Prediction of Prognosis and Immunological Features in Hepatocellular Carcinoma Based on Non-Apoptotic Regulatory Cell Death Genes.

Background: Hepatocellular carcinoma (HCC) is the most common liver cancer. Exploring non-apoptotic regulated cell death (RCD) offers a strategy to overcome drug resistance. This study investigates a risk model based on non-apoptotic RCD-related genes to predict clinical outcomes and guide immunotherapy.

Methods: We identified genes associated with non-apoptotic RCD in HCC through weighted gene co-expression network analysis (WGCNA) and differential analysis. We then employed non-negative matrix factorization (NMF) clustering to categorize HCC into molecular subtypes related to non-apoptotic RCD and identified differentially expressed genes (DEGs) among these subtypes. We developed a prognostic model utilizing Cox regression and LASSO analysis, stratifying patients into specific risk groups and validating the model's prognostic significance. We subsequently analyzed immune functions and tumor mutation burden (TMB). Finally, we identified potential drugs and evaluated drug sensitivity specific to HCC.

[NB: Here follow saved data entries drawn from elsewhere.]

//! C6 SQL Translator entry points (spec §4.6): takes a parsed SPARQL query
//! and produces one SQL statement plus a projection plan, tying together
//! `context.rs` (translation state), `bgp.rs` (pattern lowering), `path.rs`
//! (property paths), `expr.rs` (expression compilation) and `aggregate.rs`
//! (GROUP BY/ORDER BY/DISTINCT/Slice).

pub mod aggregate;
pub mod bgp;
pub mod context;
pub mod expr;
pub mod path;
pub mod plan;

use std::collections::HashMap;

use spargebra::algebra::GraphPattern;
use spargebra::term::{GraphNamePattern, NamedNodePattern, TermPattern, TriplePattern, Variable};
use spargebra::Query;

use crate::error::{EngineError, EngineResult};
use crate::space::SpaceTables;
use crate::term::Term;

use self::aggregate::compile_project;
use self::bgp::compile_pattern;
use self::context::{is_value_column, AliasAllocator, CompiledPattern, TranslationContext};
use self::plan::{ConstructPlan, OutputColumn, QueryPlan};

/// Translates a parsed SELECT query into a `QueryPlan` (spec §4.6.1–§4.6.13).
/// `variables` is the SELECT's output variable order (`*` already expanded by
/// `spargebra` into the pattern's in-scope variables).
pub fn translate_select(
    tables: &SpaceTables,
    pattern: &GraphPattern,
    node_budget: usize,
    max_path_depth: u32,
) -> EngineResult<QueryPlan> {
    translate_select_inner(tables, pattern, node_budget, max_path_depth, Vec::new(), Vec::new())
}

/// Translates a parsed `Query::Select { pattern, .. }`, top-level entry used
/// by `engine.rs::execute_query`.
pub fn translate_query(
    tables: &SpaceTables,
    query: &Query,
    node_budget: usize,
    max_path_depth: u32,
) -> EngineResult<TranslatedQuery> {
    translate_query_with_dataset(tables, query, node_budget, max_path_depth, Vec::new(), Vec::new())
}

/// `translate_query`, additionally threading `execute_query`'s
/// `default_graph_uris`/`named_graph_uris` dataset-override options (spec
/// §6) into the `TranslationContext` every query form builds.
pub fn translate_query_with_dataset(
    tables: &SpaceTables,
    query: &Query,
    node_budget: usize,
    max_path_depth: u32,
    default_graph_override: Vec<uuid::Uuid>,
    named_graph_restriction: Vec<uuid::Uuid>,
) -> EngineResult<TranslatedQuery> {
    match query {
        Query::Select { pattern, .. } => Ok(TranslatedQuery::Select(translate_select_inner(
            tables,
            pattern,
            node_budget,
            max_path_depth,
            default_graph_override,
            named_graph_restriction,
        )?)),
        Query::Ask { pattern, .. } => Ok(TranslatedQuery::Ask(translate_ask_inner(
            tables,
            pattern,
            node_budget,
            max_path_depth,
            default_graph_override,
            named_graph_restriction,
        )?)),
        Query::Construct { template, pattern, .. } => Ok(TranslatedQuery::Construct(translate_construct_inner(
            tables,
            template,
            pattern,
            node_budget,
            max_path_depth,
            default_graph_override,
            named_graph_restriction,
        )?)),
        Query::Describe { pattern, .. } => Ok(TranslatedQuery::Describe(translate_describe_inner(
            tables,
            pattern,
            node_budget,
            max_path_depth,
            default_graph_override,
            named_graph_restriction,
        )?)),
    }
}

fn new_context<'a>(
    tables: &'a SpaceTables,
    node_budget: usize,
    max_path_depth: u32,
    default_graph_override: Vec<uuid::Uuid>,
    named_graph_restriction: Vec<uuid::Uuid>,
) -> TranslationContext<'a> {
    let mut ctx = TranslationContext::new(tables, node_budget, max_path_depth);
    ctx.default_graph_override = default_graph_override;
    ctx.named_graph_restriction = named_graph_restriction;
    ctx
}

fn translate_select_inner(
    tables: &SpaceTables,
    pattern: &GraphPattern,
    node_budget: usize,
    max_path_depth: u32,
    default_graph_override: Vec<uuid::Uuid>,
    named_graph_restriction: Vec<uuid::Uuid>,
) -> EngineResult<QueryPlan> {
    let mut ctx = new_context(tables, node_budget, max_path_depth, default_graph_override, named_graph_restriction);
    let mut alloc = AliasAllocator::new();
    let compiled = compile_pattern(&mut ctx, &mut alloc, pattern)?;
    Ok(finish_query(&mut alloc, compiled, false))
}

/// The four SPARQL query forms spec §4.6.13 names, each with its own result
/// shape the executor (C7) must handle differently.
pub enum TranslatedQuery {
    Select(QueryPlan),
    Ask(QueryPlan),
    Construct(ConstructPlan),
    /// DESCRIBE's minimum contract (spec §4.6.13): the resources to
    /// describe, resolved once the WHERE pattern (if any) has run. The
    /// executor treats this like a CONSTRUCT whose template is
    /// `?resource ?p ?o` / `?s ?p ?resource` for every solution.
    Describe(ConstructPlan),
}

/// Wraps the translated pattern in `SELECT EXISTS(...)` (spec §4.6.13 ASK).
fn translate_ask_inner(
    tables: &SpaceTables,
    pattern: &GraphPattern,
    node_budget: usize,
    max_path_depth: u32,
    default_graph_override: Vec<uuid::Uuid>,
    named_graph_restriction: Vec<uuid::Uuid>,
) -> EngineResult<QueryPlan> {
    let mut ctx = new_context(tables, node_budget, max_path_depth, default_graph_override, named_graph_restriction);
    let mut alloc = AliasAllocator::new();
    let compiled = compile_pattern(&mut ctx, &mut alloc, pattern)?;
    let sql = format!("SELECT EXISTS({}) AS ask_result", cleanup(&compiled.sql));
    Ok(QueryPlan {
        sql,
        columns: Vec::new(),
        distinct: false,
        is_ask: true,
    })
}

/// Compiles a CONSTRUCT query (spec §4.6.13): the WHERE-clause SELECT
/// projects every variable the template references; the executor
/// instantiates template triples per solution row.
fn translate_construct_inner(
    tables: &SpaceTables,
    template: &[TriplePattern],
    pattern: &GraphPattern,
    node_budget: usize,
    max_path_depth: u32,
    default_graph_override: Vec<uuid::Uuid>,
    named_graph_restriction: Vec<uuid::Uuid>,
) -> EngineResult<ConstructPlan> {
    let mut ctx = new_context(tables, node_budget, max_path_depth, default_graph_override, named_graph_restriction);
    let mut alloc = AliasAllocator::new();
    let compiled = compile_pattern(&mut ctx, &mut alloc, pattern)?;

    let mut template_vars: Vec<Variable> = Vec::new();
    for triple in template {
        collect_template_vars(&triple.subject, &mut template_vars);
        if let NamedNodePattern::Variable(v) = &triple.predicate {
            push_unique(&mut template_vars, v.clone());
        }
        collect_template_vars(&triple.object, &mut template_vars);
    }

    let projected = compile_project(&mut alloc, compiled, &template_vars)?;
    let query = finish_query(&mut alloc, projected, false);
    Ok(ConstructPlan {
        query,
        template: template.to_vec(),
    })
}

/// DESCRIBE's minimum contract (spec §4.6.13): returns every quad where a
/// described resource is the subject. `spargebra` desugars both forms
/// (`DESCRIBE <a> <b>` and `DESCRIBE ?x WHERE {...}`) into a `Project` over
/// an `Extend`/`Bgp` that binds each described resource to an output
/// variable, so the pattern here is always well-formed SELECT-shaped
/// algebra; the executor resolves each output column's bound value per row
/// and scans for quads with that subject (`executor.rs`).
fn translate_describe_inner(
    tables: &SpaceTables,
    pattern: &GraphPattern,
    node_budget: usize,
    max_path_depth: u32,
    default_graph_override: Vec<uuid::Uuid>,
    named_graph_restriction: Vec<uuid::Uuid>,
) -> EngineResult<ConstructPlan> {
    let query = translate_select_inner(tables, pattern, node_budget, max_path_depth, default_graph_override, named_graph_restriction)?;
    // The template is synthesized by the executor (per resolved subject) so
    // an empty placeholder is used here; `executor.rs` special-cases
    // `TranslatedQuery::Describe` rather than reusing the CONSTRUCT template
    // path verbatim.
    Ok(ConstructPlan { query, template: Vec::new() })
}

fn collect_template_vars(pattern: &TermPattern, out: &mut Vec<Variable>) {
    if let TermPattern::Variable(v) = pattern {
        push_unique(out, v.clone());
    }
}

fn push_unique(vars: &mut Vec<Variable>, v: Variable) {
    if !vars.contains(&v) {
        vars.push(v);
    }
}

fn finish_query(alloc: &mut AliasAllocator, compiled: CompiledPattern, distinct: bool) -> QueryPlan {
    let mut columns = Vec::new();
    let mut var_names: Vec<&Variable> = compiled.columns.keys().collect();
    var_names.sort_by_key(|v| v.as_str().to_string());
    for var in var_names {
        let sql_alias = compiled.columns[var].clone();
        columns.push(OutputColumn {
            variable: var.clone(),
            is_term: !is_value_column(&sql_alias),
            sql_alias,
        });
    }
    let _ = alloc;
    QueryPlan {
        sql: cleanup(&compiled.sql),
        columns,
        distinct,
        is_ask: false,
    }
}

/// The one named textual fix spec §4.6.14/§11 allows: compositional
/// emission occasionally produces `FROM FROM` when a fragment forgets its
/// own `FROM` keyword is already present in the splice point. This collapses
/// exactly that, nothing else — it is not a general rewrite engine.
pub fn cleanup(sql: &str) -> String {
    sql.replace("FROM FROM", "FROM")
}

/// Resolves a WHERE pattern's default-graph context, used by the Update
/// Planner (C8) when a Modify's WHERE clause has no explicit GRAPH wrapper
/// (spec §4.8).
pub fn default_graph_context_uuid() -> uuid::Uuid {
    Term::default_graph().uuid()
}

/// Builds the translation context's active graph for an explicit named graph
/// (used by CLEAR/DROP GRAPH and Modify's USING clauses, spec §4.8).
pub fn graph_name_for(uri: Option<&str>) -> GraphNamePattern {
    match uri {
        Some(u) => GraphNamePattern::NamedNode(spargebra::term::NamedNode::new_unchecked(u.to_string())),
        None => GraphNamePattern::DefaultGraph,
    }
}

#[cfg(test)]
mod tests {
    use super::*;
    use crate::algebra::ParsedQuery;

    fn tables() -> SpaceTables {
        SpaceTables::new("qs", "s1").unwrap()
    }

    fn select_plan(sparql: &str) -> QueryPlan {
        let parsed = ParsedQuery::parse(sparql, None).unwrap();
        match translate_query(&tables(), &parsed.inner, 10_000, 50).unwrap() {
            TranslatedQuery::Select(plan) => plan,
            _ => panic!("expected SELECT"),
        }
    }

    #[test]
    fn simple_bgp_joins_on_shared_variable() {
        let plan = select_plan("SELECT ?s ?o WHERE { ?s <http://ex/p> ?o }");
        assert!(plan.sql.contains("qs__s1__rdf_quad"));
        assert_eq!(plan.columns.len(), 2);
    }

    #[test]
    fn optional_produces_left_join() {
        let plan = select_plan(
            "SELECT ?s ?n ?e WHERE { ?s <http://ex/name> ?n OPTIONAL { ?s <http://ex/email> ?e } }",
        );
        assert!(plan.sql.contains("LEFT JOIN"));
    }

    #[test]
    fn union_produces_union_all() {
        let plan = select_plan(
            "SELECT ?s WHERE { { ?s <http://ex/type> <http://ex/T1> } UNION { ?s <http://ex/type> <http://ex/T2> } }",
        );
        assert!(plan.sql.contains("UNION ALL"));
    }

    #[test]
    fn minus_with_shared_variable_uses_not_exists() {
        let plan = select_plan(
            "SELECT ?s WHERE { ?s <http://ex/p> ?o MINUS { ?s <http://ex/q> ?o2 } }",
        );
        assert!(plan.sql.contains("NOT EXISTS"));
    }

    #[test]
    fn ask_wraps_in_exists() {
        let parsed = ParsedQuery::parse("ASK { ?s ?p ?o }", None).unwrap();
        match translate_query(&tables(), &parsed.inner, 10_000, 50).unwrap() {
            TranslatedQuery::Ask(plan) => {
                assert!(plan.is_ask);
                assert!(plan.sql.contains("EXISTS"));
            }
            _ => panic!("expected ASK"),
        }
    }

    #[test]
    fn service_is_unsupported() {
        let parsed = ParsedQuery::parse(
            "SELECT ?s WHERE { SERVICE <http://remote/sparql> { ?s ?p ?o } }",
            None,
        )
        .unwrap();
        let err = translate_query(&tables(), &parsed.inner, 10_000, 50).unwrap_err();
        assert!(matches!(err, EngineError::UnsupportedFeature(_)));
    }

    #[test]
    fn node_budget_rejects_pathological_trees() {
        let parsed = ParsedQuery::parse(
            "SELECT ?s WHERE { ?s <http://ex/p> ?o OPTIONAL { ?s <http://ex/q> ?o2 } }",
            None,
        )
        .unwrap();
        let err = translate_query(&tables(), &parsed.inner, 1, 50).unwrap_err();
        assert!(matches!(err, EngineError::QueryTooComplex(_)));
    }
}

Results: We identified four non-apoptotic RCD genes and classified patients into three subtypes. We observed significant differences in immune characteristics and prognostic outcomes among these groups. Six DEGs emerged as key indicators for risk assessment, leading to a prognostic model. High-risk patients face poorer survival rates and increased mortality. Independent prognostic analyses confirm that these models can effectively predict patient outcomes. Notably, in high-risk patients, immune-related functions appear suppressed, facilitating tumor immune evasion.

Conclusion: We developed a risk model focused on non-apoptotic RCD genes. This model accurately predicts the prognosis for HCC patients. It may also offer new insights for clinical decisions and immunotherapy.